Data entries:
=== Section Start ===
//! Media composition engine.

use std::path::{Path, PathBuf};

use async_trait::async_trait;
use tracing::{debug, info};

use avm_models::PlaybackProfile;

use crate::command::{FfmpegCommand, FfmpegRunner};
use crate::compose::{
    CircularOverlayCommand, ConcatCommand, ConcatMode, LoopMatchCommand, MuxCommand,
    NormalizeCommand,
};
use crate::error::{MediaError, MediaResult};
use crate::filters::OverlayOptions;
use crate::fs_utils::{ensure_parent, move_file, partial_path};
use crate::probe::{probe_duration, probe_media};

/// Deterministic operations that combine media fragments into one file.
///
/// Every operation writes `output` only when it fully succeeds and returns
/// its path.
#[async_trait]
pub trait MediaEngine: Send + Sync {
    /// Exact duration of a media file in seconds.
    async fn duration(&self, path: &Path) -> MediaResult<f64>;

    /// Join clips in order, dropping their audio.
    async fn concatenate(&self, clips: &[PathBuf], output: &Path) -> MediaResult<PathBuf>;

    /// Combine a video stream and an audio stream; the shorter one wins.
    async fn mux(&self, video: &Path, audio: &Path, output: &Path, reencode: bool) -> MediaResult<PathBuf>;

    /// Loop `clip` to the exact narration duration and add the narration.
    async fn loop_match(&self, clip: &Path, audio: &Path, output: &Path) -> MediaResult<PathBuf>;

    /// Composite a circular looping avatar bubble over a background.
    async fn circular_overlay(
        &self,
        background: &Path,
        clip: &Path,
        audio: &Path,
        output: &Path,
    ) -> MediaResult<PathBuf>;

    /// Re-encode for broad playback compatibility.
    async fn normalize(&self, input: &Path, output: &Path) -> MediaResult<PathBuf>;
}

/// [`MediaEngine`] backed by the FFmpeg and FFprobe CLIs.
#[derive(Debug, Clone, Default)]
pub struct FfmpegEngine {
    profile: PlaybackProfile,
    overlay: OverlayOptions,
}

impl FfmpegEngine {
    pub fn new(profile: PlaybackProfile, overlay: OverlayOptions) -> Self {
        Self { profile, overlay }
    }

    pub fn profile(&self) -> &PlaybackProfile {
        &self.profile
    }

    /// Run `build(partial)` and move the partial output into place.
    async fn produce<F>(&self, operation: &str, output: &Path, total_secs: Option<f64>, build: F) -> MediaResult<PathBuf>
    where
        F: FnOnce(&Path) -> MediaResult<FfmpegCommand>,
    {
        ensure_parent(output).await?;
        let partial = partial_path(output);
        let cmd = build(&partial)?;

        let op = operation.to_string();
        let total_ms = total_secs.map(|s| (s * 1000.0) as i64).unwrap_or(0);
        let result = FfmpegRunner::new(operation)
            .run_with_progress(&cmd, move |p| {
                if total_ms > 0 {
                    debug!(operation = %op, percent = p.percentage(total_ms), "FFmpeg progress");
                }
            })
            .await;

        if let Err(e) = result {
            let _ = tokio::fs::remove_file(&partial).await;
            return Err(e);
        }

        move_file(&partial, output).await?;
        info!(operation, output = %output.display(), "Media operation finished");
        Ok(output.to_path_buf())
    }
}

fn require(path: &Path) -> MediaResult<()> {
    if path.exists() {
        Ok(())
    } else {
        Err(MediaError::FileNotFound(path.to_path_buf()))
    }
}

#[async_trait]
impl MediaEngine for FfmpegEngine {
    async fn duration(&self, path: &Path) -> MediaResult<f64> {
        probe_duration(path).await
    }

    async fn concatenate(&self, clips: &[PathBuf], output: &Path) -> MediaResult<PathBuf> {
        if clips.is_empty() {
            return Err(MediaError::NoInputs);
        }

        let mut infos = Vec::with_capacity(clips.len());
        for clip in clips {
            infos.push(probe_media(clip).await?);
        }
        let mode = ConcatMode::for_inputs(&infos)?;
        debug!(clips = clips.len(), ?mode, "Concatenating clips");

        // Absolute paths so the list file resolves regardless of its location
        let clips: Vec<PathBuf> = clips
            .iter()
            .map(|c| std::path::absolute(c).unwrap_or_else(|_| c.clone()))
            .collect();
        let list_file = output.with_extension("concat.txt");

        let total: f64 = infos.iter().map(|i| i.duration).sum();
        let concat = ConcatCommand::new(clips, output, mode, &list_file);
        if mode == ConcatMode::StreamCopy {
            ensure_parent(&list_file).await?;
            tokio::fs::write(&list_file, concat.list_contents()).await?;
        }

        let result = self
            .produce("concat", output, Some(total), |partial| {
                let mut cmd = concat.clone();
                cmd.output = partial.to_path_buf();
                cmd.build(&self.profile)
            })
            .await;

        let _ = tokio::fs::remove_file(&list_file).await;
        result
    }

    async fn mux(&self, video: &Path, audio: &Path, output: &Path, reencode: bool) -> MediaResult<PathBuf> {
        require(video)?;
        require(audio)?;

        self.produce("mux", output, None, |partial| {
            let mux = MuxCommand::new(video, audio, partial);
            let mux = if reencode { mux.reencode() } else { mux };
            Ok(mux.build(&self.profile))
        })
        .await
    }

    async fn loop_match(&self, clip: &Path, audio: &Path, output: &Path) -> MediaResult<PathBuf> {
        require(clip)?;
        let duration = probe_duration(audio).await?;

        self.produce("loop_match", output, Some(duration), |partial| {
            Ok(LoopMatchCommand::new(clip, audio, partial, duration).build(&self.profile))
        })
        .await
    }

    async fn circular_overlay(
        &self,
        background: &Path,
        clip: &Path,
        audio: &Path,
        output: &Path,
    ) -> MediaResult<PathBuf> {
        require(background)?;
        require(clip)?;
        let duration = probe_duration(audio).await?;

        self.produce("circular_overlay", output, Some(duration), |partial| {
            Ok(
                CircularOverlayCommand::new(background, clip, audio, partial, duration)
                    .with_options(self.overlay)
                    .build(&self.profile),
            )
        })
        .await
    }

    async fn normalize(&self, input: &Path, output: &Path) -> MediaResult<PathBuf> {
        require(input)?;

        self.produce("normalize", output, None, |partial| {
            Ok(NormalizeCommand::new(input, partial).build(&self.profile))
        })
        .await
    }
}

#[cfg(test)]
mod tests {
    use super::*;
    use tempfile::TempDir;

    #[tokio::test]
    async fn test_missing_inputs_fail_fast() {
        let dir = TempDir::new().unwrap();
        let engine = FfmpegEngine::default();
        let out = dir.path().join("out.mp4");

        let err = engine
            .mux(&dir.path().join("v.mp4"), &dir.path().join("a.mp3"), &out, false)
            .await
            .unwrap_err();
        assert!(matches!(err, MediaError::FileNotFound(_)));

        let err = engine.concatenate(&[], &out).await.unwrap_err();
        assert!(matches!(err, MediaError::NoInputs));
        assert!(!out.exists());
    }

    /// Generate a colored test clip with a sine tone.
    async fn make_clip(path: &Path, seconds: u32, size: &str) {
        make_solid_clip(path, "blue", seconds, size).await;
    }

    async fn make_solid_clip(path: &Path, color: &str, seconds: u32, size: &str) {
        let status = tokio::process::Command::new("ffmpeg")
            .args(["-y", "-v", "error", "-f", "lavfi", "-i"])
            .arg(format!("color=c={color}:s={size}:d={seconds}"))
            .args(["-f", "lavfi", "-i"])
            .arg(format!("sine=frequency=440:duration={seconds}"))
            .args(["-shortest", "-pix_fmt", "yuv420p"])
            .arg(path)
            .status()
            .await
            .unwrap();
        assert!(status.success());
    }

    async fn make_tone(path: &Path, seconds: f64) {
        let status = tokio::process::Command::new("ffmpeg")
            .args(["-y", "-v", "error", "-f", "lavfi", "-i"])
            .arg(format!("sine=frequency=220:duration={seconds}"))
            .arg(path)
            .status()
            .await
            .unwrap();
        assert!(status.success());
    }

    /// One decoded frame at `at` seconds as packed RGB, with its width.
    async fn frame_rgb(path: &Path, at: f64) -> (u32, Vec<u8>) {
        let width = probe_media(path).await.unwrap().width;
        let output = tokio::process::Command::new("ffmpeg")
            .args(["-v", "error", "-ss"])
            .arg(format!("{at:.3}"))
            .arg("-i")
            .arg(path)
            .args(["-frames:v", "1", "-f", "rawvideo", "-pix_fmt", "rgb24", "pipe:1"])
            .output()
            .await
            .unwrap();
        assert!(output.status.success());
        (width, output.stdout)
    }

    fn pixel(frame: &(u32, Vec<u8>), x: u32, y: u32) -> [u8; 3] {
        let i = ((y * frame.0 + x) * 3) as usize;
        [frame.1[i], frame.1[i + 1], frame.1[i + 2]]
    }

    /// Equal within the error of a lossy yuv420p round trip.
    fn same_color(a: [u8; 3], b: [u8; 3]) -> bool {
        a.iter().zip(b).all(|(x, y)| x.abs_diff(y) <= 40)
    }

    async fn count_frames(path: &Path) -> u64 {
        let output = tokio::process::Command::new("ffprobe")
            .args(["-v", "error", "-select_streams", "v:0", "-count_frames"])
            .args(["-show_entries", "stream=nb_read_frames", "-of", "csv=p=0"])
            .arg(path)
            .output()
            .await
            .unwrap();
        String::from_utf8_lossy(&output.stdout).trim().parse().unwrap()
    }

    #[tokio::test]
    #[ignore = "requires ffmpeg"]
    async fn test_concat_duration_is_sum() {
        let dir = TempDir::new().unwrap();
        let a = dir.path().join("a.mp4");
        let b = dir.path().join("b.mp4");
        make_clip(&a, 2, "320x240").await;
        make_clip(&b, 3, "320x240").await;

        let engine = FfmpegEngine::default();
        let out = engine
            .concatenate(&[a, b], &dir.path().join("joined.mp4"))
            .await
            .unwrap();

        let info = probe_media(&out).await.unwrap();
        assert!((info.duration - 5.0).abs() < 0.3, "{}", info.duration);
        assert!(!info.has_audio);
    }

    #[tokio::test]
    #[ignore = "requires ffmpeg"]
    async fn test_mux_is_shortest() {
        let dir = TempDir::new().unwrap();
        let video = dir.path().join("v.mp4");
        let audio = dir.path().join("a.m4a");
        make_clip(&video, 4, "320x240").await;
        make_tone(&audio, 2.5).await;

        let engine = FfmpegEngine::default();
        let out = engine
            .mux(&video, &audio, &dir.path().join("muxed.mp4"), false)
            .await
            .unwrap();

        let d = engine.duration(&out).await.unwrap();
        assert!((d - 2.5).abs() < 0.3, "{d}");
    }

    #[tokio::test]
    #[ignore = "requires ffmpeg"]
    async fn test_loop_match_covers_narration() {
        let dir = TempDir::new().unwrap();
        let clip = dir.path().join("c.mp4");
        let audio = dir.path().join("a.m4a");
        make_clip(&clip, 2, "320x240").await;
        make_tone(&audio, 7.0).await;

        let engine = FfmpegEngine::default();
        let out = engine
            .loop_match(&clip, &audio, &dir.path().join("looped.mp4"))
            .await
            .unwrap();

        let d = engine.duration(&out).await.unwrap();
        assert!((d - 7.0).abs() < 0.3, "{d}");
    }

    #[tokio::test]
    #[ignore = "requires ffmpeg"]
    async fn test_overlay_keeps_background_resolution() {
        let dir = TempDir::new().unwrap();
        let bg = dir.path().join("bg.mp4");
        let clip = dir.path().join("me.mp4");
        let audio = dir.path().join("a.m4a");
        make_clip(&bg, 3, "1280x720").await;
        make_clip(&clip, 1, "640x480").await;
        make_tone(&audio, 3.0).await;

        let engine = FfmpegEngine::default();
        let out = engine
            .circular_overlay(&bg, &clip, &audio, &dir.path().join("overlay.mp4"))
            .await
            .unwrap();

        let info = probe_media(&out).await.unwrap();
        assert_eq!((info.width, info.height), (1280, 720));
        assert!((info.duration - 3.0).abs() < 0.3);
    }

    #[tokio::test]
    #[ignore = "requires ffmpeg"]
    async fn test_loop_match_repeats_clip_content() {
        let dir = TempDir::new().unwrap();
        let red = dir.path().join("red.mp4");
        let blue = dir.path().join("blue.mp4");
        let audio = dir.path().join("a.m4a");
        make_solid_clip(&red, "0xFF0000", 1, "320x240").await;
        make_solid_clip(&blue, "0x0000FF", 1, "320x240").await;
        make_tone(&audio, 7.0).await;

        let engine = FfmpegEngine::default();
        let clip = engine
            .concatenate(&[red, blue], &dir.path().join("clip.mp4"))
            .await
            .unwrap();
        let out = engine
            .loop_match(&clip, &audio, &dir.path().join("looped.mp4"))
            .await
            .unwrap();

        let clip_duration = engine.duration(&clip).await.unwrap();
        let audio_duration = engine.duration(&audio).await.unwrap();
        let repetitions = LoopMatchCommand::repetitions(clip_duration, audio_duration);
        assert_eq!(repetitions, 4);

        // The last repetition is cut short at the narration's end
        let clip_frames = count_frames(&clip).await;
        let out_frames = count_frames(&out).await;
        assert!(out_frames <= repetitions as u64 * clip_frames, "{out_frames}");
        assert!(out_frames > (repetitions as u64 - 1) * clip_frames, "{out_frames}");

        let red_px = [255, 0, 0];
        let blue_px = [0, 0, 255];
        for k in 0..repetitions {
            let start = k as f64 * clip_duration;
            let first_half = frame_rgb(&out, start + 0.5).await;
            assert!(same_color(pixel(&first_half, 160, 120), red_px), "repetition {k}");
            if start + 1.5 < audio_duration {
                let second_half = frame_rgb(&out, start + 1.5).await;
                assert!(same_color(pixel(&second_half, 160, 120), blue_px), "repetition {k}");
            }
        }
    }

    #[tokio::test]
    #[ignore = "requires ffmpeg"]
    async fn test_overlay_shows_background_outside_circle() {
        let dir = TempDir::new().unwrap();
        let bg = dir.path().join("bg.mp4");
        let clip = dir.path().join("me.mp4");
        let audio = dir.path().join("a.m4a");
        make_solid_clip(&bg, "0xFF0000", 3, "1280x720").await;
        make_solid_clip(&clip, "0x00FF00", 1, "640x480").await;
        make_tone(&audio, 3.0).await;

        let options = OverlayOptions::default();
        let engine = FfmpegEngine::new(PlaybackProfile::default(), options);
        let out = engine
            .circular_overlay(&bg, &clip, &audio, &dir.path().join("overlay.mp4"))
            .await
            .unwrap();

        let frame = frame_rgb(&out, 1.5).await;
        let background = [255, 0, 0];
        let bubble = [0, 255, 0];

        // Bottom-right bubble square
        let d = options.mask().diameter();
        let x0 = 1280 - d - options.margin;
        let y0 = 720 - d - options.margin;
        let r = options.radius;

        assert!(!options.mask().contains(4, 4));
        assert!(same_color(pixel(&frame, x0 + 4, y0 + 4), background));
        assert!(same_color(pixel(&frame, x0 + d - 5, y0 + 4), background));
        assert!(same_color(pixel(&frame, x0 + 4, y0 + d - 5), background));
        assert!(same_color(pixel(&frame, x0 + r, y0 + r), bubble));
        assert!(!same_color(pixel(&frame, x0 + r, y0 + r), background));
        assert!(same_color(pixel(&frame, 100, 100), background));
    }
}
=== Section End ===
Would you output, unchanged, each line from the start of the records to the line that holds "clips: &[PathBuf], output: &Path) -> MediaResult<PathBuf>;", both included and nothing else?

//! Media composition engine.

use std::path::{Path, PathBuf};

use async_trait::async_trait;
use tracing::{debug, info};

use avm_models::PlaybackProfile;

use crate::command::{FfmpegCommand, FfmpegRunner};
use crate::compose::{
    CircularOverlayCommand, ConcatCommand, ConcatMode, LoopMatchCommand, MuxCommand,
    NormalizeCommand,
};
use crate::error::{MediaError, MediaResult};
use crate::filters::OverlayOptions;
use crate::fs_utils::{ensure_parent, move_file, partial_path};
use crate::probe::{probe_duration, probe_media};

/// Deterministic operations that combine media fragments into one file.
///
/// Every operation writes `output` only when it fully succeeds and returns
/// its path.
#[async_trait]
pub trait MediaEngine: Send + Sync {
    /// Exact duration of a media file in seconds.
    async fn duration(&self, path: &Path) -> MediaResult<f64>;

    /// Join clips in order, dropping their audio.
    async fn concatenate(&self, clips: &[PathBuf], output: &Path) -> MediaResult<PathBuf>;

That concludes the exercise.